Code: https://github.com/DevashishPrasad/CascadeTabNet
Scope: Table detection and table structure recognition
This paper: CascadeTabNet, single deep learning-based end-to-end model for two problems solved at once
Architecture:
- Cascade R-CNN (Cai and Vasconcelos, 2018) is a multistage model for detection
- HRNet (Wang et al, 2019) for semantic segmentation and object detection
- Foundings: Cascaded multistaged model with HRNet backbone yields the best result
- Network (implemented using mmdetection)
- Image feed to
HRNetV2p_W32
to produce feature map - RPN (region proposal network) takes feature map and predicts object proposals (B0, region of interest, RoI)
- B0 = boudning box classification scores + box regression points
- BBox takes RoI B0 and feature map and makes predictions (B1)
- Another BBox heads take B1 and feature map to produce B2, and B2 to produce B3 (final bounding box)
- A mask layer takes B2 and feature map to produce masks for objects (S, segmentation output)
- mmdetection:
cascade_mask_rcnn_hrnetv2p_w32_20e
- mmdetection:
- Branching at output of B2: Produces B3 and S (from segmentation branch)
- Image feed to
Transfer learning in 2 stages
- General task of table detection: Using general dataset
- images of different types of documents, containing tables of various types
- goal: detect tables in images
- Detect tables according to table types (bordered, semi-bordered, borderless)
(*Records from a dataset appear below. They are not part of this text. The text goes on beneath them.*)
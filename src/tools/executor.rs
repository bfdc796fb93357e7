//! 工具执行器
//!
//! 对单次工具调用施加可选超时与查询级取消，并输出结构化审计日志（JSON）。
//! 计划层面的逐步执行、引用解析与事件推送见 pipeline::executor。

use std::sync::Arc;
use std::time::{Duration, Instant};

use serde_json::Value;

use crate::core::ToolError;
use crate::tools::{RegisteredTool, ToolContext, ToolOutput, ToolRegistry};

pub struct ToolExecutor {
    registry: Arc<ToolRegistry>,
    timeout: Option<Duration>,
}

impl ToolExecutor {
    pub fn new(registry: Arc<ToolRegistry>, timeout: Option<Duration>) -> Self {
        Self { registry, timeout }
    }

    pub fn registry(&self) -> &ToolRegistry {
        &self.registry
    }

    /// 执行工具；超时返回 Timeout，取消返回 Cancelled；输出 JSON 审计日志
    pub async fn execute(
        &self,
        tool: &RegisteredTool,
        params: Value,
        ctx: &ToolContext,
    ) -> Result<ToolOutput, ToolError> {
        let start = Instant::now();
        let args_preview = args_preview(&params);

        let call = tool.tool.execute(params, ctx);
        let result = tokio::select! {
            _ = ctx.cancel.cancelled() => Err(ToolError::Cancelled),
            r = async {
                match self.timeout {
                    Some(limit) => tokio::time::timeout(limit, call)
                        .await
                        .unwrap_or_else(|_| Err(ToolError::Timeout(tool.name.clone()))),
                    None => call.await,
                }
            } => r,
        };

        let (ok, outcome): (bool, &str) = match &result {
            Ok(out) if out.success => (true, "ok"),
            Ok(_) => (false, "reported_failure"),
            Err(ToolError::Timeout(_)) => (false, "timeout"),
            Err(ToolError::Cancelled) => (false, "cancelled"),
            Err(_) => (false, "error"),
        };
        let audit = serde_json::json!({
            "event": "tool_audit",
            "tool": tool.name,
            "ok": ok,
            "outcome": outcome,
            "duration_ms": start.elapsed().as_millis() as u64,
            "args_preview": args_preview,
        });
        tracing::info!(audit = %audit, "tool");

        result
    }
}

fn args_preview(args: &Value) -> String {
    let s = args.to_string();
    if s.chars().count() > 200 {
        format!("{}...", s.chars().take(200).collect::<String>())
    } else {
        s
    }
}
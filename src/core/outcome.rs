//! 阶段产出：完整结果或「已恢复但降级」的结果
//!
//! 规划、合成等 fail-open 阶段统一返回 StageOutcome，调用方无需从空字段推断是否发生了降级。

use serde::Serialize;

/// 降级原因
#[derive(Debug, Clone, PartialEq, Eq, Serialize)]
#[serde(rename_all = "snake_case")]
pub enum Degradation {
    /// 模型输出无法解析为计划，使用默认空计划
    PlanParseFailed,
    /// 主模型失败，已由备用模型完成
    FallbackProvider,
    /// 合成超过时限，返回固定降级文本
    SynthesisTimeout,
}

impl Degradation {
    pub fn as_str(&self) -> &'static str {
        match self {
            Self::PlanParseFailed => "plan_parse_failed",
            Self::FallbackProvider => "fallback_provider",
            Self::SynthesisTimeout => "synthesis_timeout",
        }
    }
}

#[derive(Debug, Clone)]
pub enum StageOutcome<T> {
    Complete(T),
    Degraded { value: T, reason: Degradation },
}

impl<T> StageOutcome<T> {
    pub fn degraded(value: T, reason: Degradation) -> Self {
        Self::Degraded { value, reason }
    }

    pub fn value(&self) -> &T {
        match self {
            Self::Complete(v) | Self::Degraded { value: v, .. } => v,
        }
    }

    pub fn into_inner(self) -> T {
        match self {
            Self::Complete(v) | Self::Degraded { value: v, .. } => v,
        }
    }

    pub fn degradation(&self) -> Option<&Degradation> {
        match self {
            Self::Complete(_) => None,
            Self::Degraded { reason, .. } => Some(reason),
        }
    }

    pub fn is_degraded(&self) -> bool {
        self.degradation().is_some()
    }

    /// 变换值，保留降级原因
    pub fn map<U>(self, f: impl FnOnce(T) -> U) -> StageOutcome<U> {
        match self {
            Self::Complete(v) => StageOutcome::Complete(f(v)),
            Self::Degraded { value, reason } => StageOutcome::Degraded {
                value: f(value),
                reason,
            },
        }
    }

    /// 拆为值与降级原因
    pub fn into_parts(self) -> (T, Option<Degradation>) {
        match self {
            Self::Complete(v) => (v, None),
            Self::Degraded { value, reason } => (value, Some(reason)),
        }
    }
}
- two-stage transfer learning strategy helps to use only small amount of data
First iteration
- start with CNN model with pretrained ImageNet COCO model weights
- learn only task-specific high level features
- result: predicts the detection masks for table in images
Second iteration
- model fine-tuned on smaller dataset for specific tasks
- predicting cell masks in borderless tables
- detecting table types
- need smaller data set with advanced annotations
- semibordered and borderless tables share the same class because the border is not helpful
Image augmentation techniques
- for generating training data, and avoid overfitting
- digital documents in datasets are perfectly axis-aligned
- should not do shear and rotation transform
- dilation transform: Thicken the black pixel regions
- convert into binary image first
- use a 2x2 kernel filter with one iteration to do the transform
- smudge transform: Spread black pixel to create smeary blurred black pixel region
- implemented using various distance transforms
- algorithm: Gilani et al (2017), using Euclidean distance transform, linear distance transform, max distance transform
Pipeline
- CascadeTabNet take images containing zero or more tables, predicts segmentation masks for tables (bordered and borderless)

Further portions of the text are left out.